Searching XML Documents
Information storage is only useful if the information can be easily retrieved. Usually, information is retrieved from a relational database by sending commands (for example, Structured Query Language [SQL]) to the server. An XML document can be considered a facility for data storage, and therefore, can also be considered a rudimentary database. Just as SQL is the standard language for relational databases, the XML community has developed their own set of standards for retrieving information from an XML document. XPath is a standard that defines the syntax for addressing and fetching parts of an XML document.
NOTE
XPath and many other XML-related standards can be found on the web at http://www.w3.org.

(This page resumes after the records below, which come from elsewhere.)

//! CSV loader for single-symbol price files.

use crate::domain::bar::PriceBar;
use crate::domain::error::TapedeckError;
use crate::domain::resolution::Resolution;
use crate::domain::series::PriceSeries;
use chrono::{DateTime, Utc};
use std::fs;
use std::path::Path;

/// Load `timestamp,open,high,low,close,volume` rows (RFC 3339 timestamps,
/// header line required) into a single-symbol series at the declared
/// resolution. A file with only a header yields an empty series.
pub fn load_series(
    path: &Path,
    symbol: &str,
    resolution: Resolution,
) -> Result<PriceSeries, TapedeckError> {
    let content = fs::read_to_string(path).map_err(|e| TapedeckError::Data {
        reason: format!("failed to read {}: {}", path.display(), e),
    })?;

    let mut rdr = csv::Reader::from_reader(content.as_bytes());
    let mut series = PriceSeries::new(resolution);

    for result in rdr.records() {
        let record = result.map_err(|e| TapedeckError::Data {
            reason: format!("CSV parse error: {}", e),
        })?;

        let timestamp_str = record.get(0).ok_or_else(|| TapedeckError::Data {
            reason: "missing timestamp column".into(),
        })?;
        let timestamp = DateTime::parse_from_rfc3339(timestamp_str)
            .map_err(|e| TapedeckError::Data {
                reason: format!("invalid timestamp '{}': {}", timestamp_str, e),
            })?
            .with_timezone(&Utc);

        let open = parse_field(&record, 1, "open")?;
        let high = parse_field(&record, 2, "high")?;
        let low = parse_field(&record, 3, "low")?;
        let close = parse_field(&record, 4, "close")?;
        let volume = parse_field(&record, 5, "volume")?;

        series.insert(timestamp, symbol, PriceBar::new(open, high, low, close, volume));
    }

    Ok(series)
}

fn parse_field(record: &csv::StringRecord, index: usize, name: &str) -> Result<f64, TapedeckError> {
    record
        .get(index)
        .ok_or_else(|| TapedeckError::Data {
            reason: format!("missing {} column", name),
        })?
        .parse()
        .map_err(|e| TapedeckError::Data {
            reason: format!("invalid {} value: {}", name, e),
        })
}
#![allow(dead_code)]

use chrono::{DateTime, TimeZone, Utc};
use std::collections::BTreeMap;
use tapedeck::domain::bar::PriceBar;
use tapedeck::domain::error::TapedeckError;
use tapedeck::domain::order::{OrderId, OrderRequest, OrderState, OrderStatus};
use tapedeck::domain::resolution::Resolution;
use tapedeck::domain::series::PriceSeries;
use tapedeck::domain::strategy::Strategy;
use tapedeck::domain::trader::TraderCtx;
use tapedeck::ports::broker_port::{BrokerPort, Quote};

pub fn ts(day: i64) -> DateTime<Utc> {
    Utc.with_ymd_and_hms(2024, 1, 1, 0, 0, 0).unwrap() + chrono::Duration::days(day)
}

/// A bar that trades at exactly one price, so replay fills are deterministic.
pub fn flat_bar(price: f64) -> PriceBar {
    PriceBar::new(price, price, price, price, 1_000.0)
}

/// Daily bars where the bar at index `i` trades at `start_price + i`.
pub fn ramp_series(symbol: &str, count: usize, start_price: f64) -> PriceSeries {
    let mut series = PriceSeries::new(Resolution::D1);
    for i in 0..count {
        series.insert(ts(i as i64), symbol, flat_bar(start_price + i as f64));
    }
    series
}

pub fn series_from_closes(symbol: &str, closes: &[f64]) -> PriceSeries {
    let mut series = PriceSeries::new(Resolution::D1);
    for (i, close) in closes.iter().enumerate() {
        series.insert(ts(i as i64), symbol, flat_bar(*close));
    }
    series
}

/// Buys a fixed quantity of one symbol every step.
pub struct BuyEachStep {
    pub symbol: String,
    pub quantity: f64,
}

impl Strategy for BuyEachStep {
    fn on_step(
        &mut self,
        ctx: &mut TraderCtx<'_>,
        _timestamp: DateTime<Utc>,
    ) -> Result<(), TapedeckError> {
        ctx.buy(&self.symbol, self.quantity)?;
        Ok(())
    }
}

/// Records what each hook saw; issues no orders.
#[derive(Default)]
pub struct Recorder {
    pub setup_runs: usize,
    pub teardown_runs: usize,
    pub timestamps: Vec<DateTime<Utc>>,
    pub prices: BTreeMap<String, Vec<f64>>,
}

impl Strategy for Recorder {
    fn setup(&mut self, _ctx: &mut TraderCtx<'_>) -> Result<(), TapedeckError> {
        self.setup_runs += 1;
        Ok(())
    }

    fn on_step(
        &mut self,
        ctx: &mut TraderCtx<'_>,
        timestamp: DateTime<Utc>,
    ) -> Result<(), TapedeckError> {
        self.timestamps.push(timestamp);
        for symbol in ctx.symbols().to_vec() {
            let price = ctx.price(&symbol)?;
            self.prices.entry(symbol).or_default().push(price);
        }
        Ok(())
    }

    fn teardown(&mut self, _ctx: &mut TraderCtx<'_>) -> Result<(), TapedeckError> {
        self.teardown_runs += 1;
        Ok(())
    }
}

/// Fails with an upstream error on the zero-based step `fail_on`.
pub struct FailOnStep {
    pub fail_on: usize,
    pub seen: usize,
}

impl Strategy for FailOnStep {
    fn on_step(
        &mut self,
        _ctx: &mut TraderCtx<'_>,
        _timestamp: DateTime<Utc>,
    ) -> Result<(), TapedeckError> {
        if self.seen == self.fail_on {
            return Err(TapedeckError::Upstream {
                reason: "scripted failure".to_string(),
            });
        }
        self.seen += 1;
        Ok(())
    }
}

/// In-memory broker with fixed quotes and instantly-filling market orders.
pub struct StubBroker {
    pub quotes: BTreeMap<String, f64>,
    pub buying_power: f64,
    pub positions: BTreeMap<String, f64>,
    pub bars: BTreeMap<String, Vec<PriceBar>>,
    pub submitted: Vec<OrderRequest>,
    pub fail_submit: Option<String>,
    next_id: usize,
}

impl StubBroker {
    pub fn new(buying_power: f64) -> Self {
        Self {
            quotes: BTreeMap::new(),
            buying_power,
            positions: BTreeMap::new(),
            bars: BTreeMap::new(),
            submitted: Vec::new(),
            fail_submit: None,
            next_id: 0,
        }
    }

    pub fn with_quote(mut self, symbol: &str, price: f64) -> Self {
        self.quotes.insert(symbol.to_string(), price);
        self
    }

    pub fn with_position(mut self, symbol: &str, quantity: f64) -> Self {
        self.positions.insert(symbol.to_string(), quantity);
        self
    }

    pub fn with_bars(mut self, symbol: &str, bars: Vec<PriceBar>) -> Self {
        self.bars.insert(symbol.to_string(), bars);
        self
    }

    pub fn failing_submissions(mut self, reason: &str) -> Self {
        self.fail_submit = Some(reason.to_string());
        self
    }
}

impl BrokerPort for StubBroker {
    fn quote(&mut self, symbol: &str) -> Result<Quote, TapedeckError> {
        match self.quotes.get(symbol) {
            Some(price) => Ok(Quote {
                price: *price,
                ask: *price,
                bid: *price,
            }),
            None => Err(TapedeckError::Upstream {
                reason: format!("no quote for {}", symbol),
            }),
        }
    }

    fn submit(&mut self, request: &OrderRequest) -> Result<OrderId, TapedeckError> {
        if let Some(reason) = &self.fail_submit {
            return Err(TapedeckError::Upstream {
                reason: reason.clone(),
            });
        }
        self.submitted.push(request.clone());
        self.next_id += 1;
        Ok(OrderId::new(format!("stub-{}", self.next_id)))
    }

    fn status(&mut self, _order: &OrderId) -> Result<OrderStatus, TapedeckError> {
        let request = self
            .submitted
            .last()
            .ok_or_else(|| TapedeckError::Upstream {
                reason: "status for an unknown order".to_string(),
            })?;
        let price = self.quotes.get(&request.symbol).copied();
        Ok(OrderStatus {
            state: OrderState::Filled,
            filled_quantity: request.quantity,
            average_price: price,
        })
    }

    fn cancel(&mut self, _order: &OrderId) -> Result<(), TapedeckError> {
        Ok(())
    }

    fn buying_power(&mut self) -> Result<f64, TapedeckError> {
        Ok(self.buying_power)
    }

    fn positions(&mut self) -> Result<BTreeMap<String, f64>, TapedeckError> {
        Ok(self.positions.clone())
    }

    fn recent_bars(&mut self, symbol: &str, count: usize) -> Result<Vec<PriceBar>, TapedeckError> {
        let bars = self.bars.get(symbol).cloned().unwrap_or_default();
        let skip = bars.len().saturating_sub(count);
        Ok(bars.into_iter().skip(skip).collect())
    }
}
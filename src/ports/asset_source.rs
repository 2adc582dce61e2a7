//! Price and execution capability set.

use crate::domain::bar::PriceBar;
use crate::domain::error::TapedeckError;
use crate::domain::ledger::PortfolioLedger;
use crate::domain::order::{Execution, OrderRequest};
use chrono::{DateTime, Utc};

/// Where prices, history and fills come from.
///
/// Strategy code is written once against this trait; the engine binds either
/// a replay source over a recorded series or a live source over a broker at
/// start time. `execute` applies whatever quantity filled to the ledger
/// before returning, so the ledger and the source never disagree about a
/// completed trade.
pub trait AssetSource {
    /// Called by the engine as each step begins. Replay sources move their
    /// cursor here; live sources have nothing to do.
    fn begin_step(&mut self, _timestamp: DateTime<Utc>) {}

    /// Price of one unit of `symbol` at the current step.
    fn current_price(&mut self, symbol: &str) -> Result<f64, TapedeckError>;

    /// The `count` most recent bars at or before the current step, oldest
    /// first. Fewer available than requested is an
    /// [`TapedeckError::InsufficientHistory`] error.
    fn history(&mut self, symbol: &str, count: usize) -> Result<Vec<PriceBar>, TapedeckError>;

    fn execute(
        &mut self,
        ledger: &mut PortfolioLedger,
        request: &OrderRequest,
    ) -> Result<Execution, TapedeckError>;
}
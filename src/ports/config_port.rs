//! Configuration access port trait.

/// Typed lookup over (section, key) pairs. `None` covers both a missing key
/// and a value that does not parse as the requested type; callers layer
/// their own defaults (command-line flags win over config values).
pub trait ConfigPort {
    fn get_string(&self, section: &str, key: &str) -> Option<String>;
    fn get_int(&self, section: &str, key: &str) -> Option<i64>;
    fn get_double(&self, section: &str, key: &str) -> Option<f64>;
    fn get_bool(&self, section: &str, key: &str) -> Option<bool>;
}
//! Concrete adapter implementations for ports.

pub mod cryptocompare;
pub mod csv_series;
pub mod file_config;
pub mod live_source;
pub mod replay_clock;
pub mod replay_source;
pub mod snapshot;
pub mod wall_clock;
use clap::Parser;
use tapedeck::cli::{run, Cli};
use tracing_subscriber::EnvFilter;

fn main() -> std::process::ExitCode {
    tracing_subscriber::fmt()
        .with_env_filter(EnvFilter::try_from_default_env().unwrap_or_else(|_| EnvFilter::new("info")))
        .with_writer(std::io::stderr)
        .init();

    run(Cli::parse())
}
//! Execution contexts for descriptor writes.
//!
//! Some platforms only accept subscription descriptor writes from one
//! designated context (typically a UI thread). The core marshals every such
//! write through a [`Dispatcher`] and awaits its completion without blocking
//! the calling task.
//!
//! Two implementations are provided:
//!
//! - [`InlineDispatcher`] runs the job on the awaiting task. Use it when the
//!   platform has no such requirement.
//! - [`DispatchQueue`] owns a dedicated worker task that runs jobs one at a
//!   time in submission order.

use std::fmt;
use std::future::Future;

use futures::FutureExt;
use futures::future::BoxFuture;
use tokio::sync::{mpsc, oneshot};
use tracing::{Instrument, debug, debug_span};

use crate::error::{Error, Result};

/// A unit of work submitted to a [`Dispatcher`].
pub type Job = BoxFuture<'static, ()>;

/// A designated execution context.
pub trait Dispatcher: Send + Sync + fmt::Debug {
    /// Submit `job` to this context.
    ///
    /// The returned future resolves once the job has run to completion, or
    /// with [`Error::DispatcherClosed`] if the context shut down first.
    fn dispatch(&self, job: Job) -> BoxFuture<'static, Result<()>>;
}

/// Run `future` on `dispatcher` and return its output.
///
/// # Example
///
/// ```
/// use gattlink_core::dispatch::{run_on, InlineDispatcher};
///
/// # #[tokio::main]
/// # async fn main() -> gattlink_core::Result<()> {
/// let answer = run_on(&InlineDispatcher, async { 6 * 7 }).await?;
/// assert_eq!(answer, 42);
/// # Ok(())
/// # }
/// ```
pub async fn run_on<D, F, T>(dispatcher: &D, future: F) -> Result<T>
where
    D: Dispatcher + ?Sized,
    F: Future<Output = T> + Send + 'static,
    T: Send + 'static,
{
    let (tx, rx) = oneshot::channel();
    let job = async move {
        // The receiver only goes away if the caller stopped waiting.
        let _ = tx.send(future.await);
    }
    .boxed();
    dispatcher.dispatch(job).await?;
    rx.await.map_err(|_| Error::DispatcherClosed)
}

/// Runs jobs directly on the task that awaits them.
#[derive(Debug, Clone, Copy, Default)]
pub struct InlineDispatcher;

impl Dispatcher for InlineDispatcher {
    fn dispatch(&self, job: Job) -> BoxFuture<'static, Result<()>> {
        async move {
            job.await;
            Ok(())
        }
        .boxed()
    }
}

struct QueuedJob {
    job: Job,
    done: oneshot::Sender<()>,
}

/// A dedicated worker task that runs submitted jobs sequentially.
///
/// The worker exits once the queue is dropped and every job submitted before
/// that has run.
pub struct DispatchQueue {
    name: String,
    sender: mpsc::UnboundedSender<QueuedJob>,
}

impl fmt::Debug for DispatchQueue {
    fn fmt(&self, f: &mut fmt::Formatter<'_>) -> fmt::Result {
        f.debug_struct("DispatchQueue")
            .field("name", &self.name)
            .field("closed", &self.sender.is_closed())
            .finish()
    }
}

impl DispatchQueue {
    /// Spawn the worker on the current tokio runtime.
    ///
    /// # Panics
    ///
    /// Panics if called outside of a tokio runtime.
    pub fn spawn(name: impl Into<String>) -> Self {
        let name = name.into();
        let (sender, mut receiver) = mpsc::unbounded_channel::<QueuedJob>();
        let span = debug_span!("dispatch_queue", name = %name);

        tokio::spawn(
            async move {
                while let Some(QueuedJob { job, done }) = receiver.recv().await {
                    job.await;
                    let _ = done.send(());
                }
                debug!("Dispatch queue drained, worker exiting");
            }
            .instrument(span),
        );

        Self { name, sender }
    }

    /// The queue's name, used in log spans.
    pub fn name(&self) -> &str {
        &self.name
    }

    /// Whether the worker has stopped accepting jobs.
    pub fn is_closed(&self) -> bool {
        self.sender.is_closed()
    }
}

impl Dispatcher for DispatchQueue {
    fn dispatch(&self, job: Job) -> BoxFuture<'static, Result<()>> {
        let (done, finished) = oneshot::channel();
        let queued = self.sender.send(QueuedJob { job, done });
        async move {
            queued.map_err(|_| Error::DispatcherClosed)?;
            finished.await.map_err(|_| Error::DispatcherClosed)
        }
        .boxed()
    }
}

Other XML standards exist, such as XML Query and XML Query Language (XQL), for querying XML documents. Each of these standards for querying XML documents uses its own syntax (though it might be similar) on top of the query engine.
Being able to extract data from an XML document can be very convenient. You can easily retrieve information from a certain part of the document by writing a query using XPath, XML Query, or XQL. Let's take a look at Figure 2.4, which shows (at a high level) just how XPath's query engine works.
Figure 2.4 XML XPath Query Engine.
As you can see in Figure 2.4, the application starts the query engine, initializes the query, and submits it to the engine for processing. The query engine then determines what is requested and goes to work to retrieve the requested information. After the data is located, it is returned to the application, which can proceed to process it. As you can see, the concept of the process is very simple and straightforward.
One area of XML processing that uses XPath quite extensively is XSLT. XPath is used to find portions of the XML document that match the criteria defined in the eXtensible Stylesheet Language (XSL) files (that is, which elements in the XML document will be extracted to create the output file).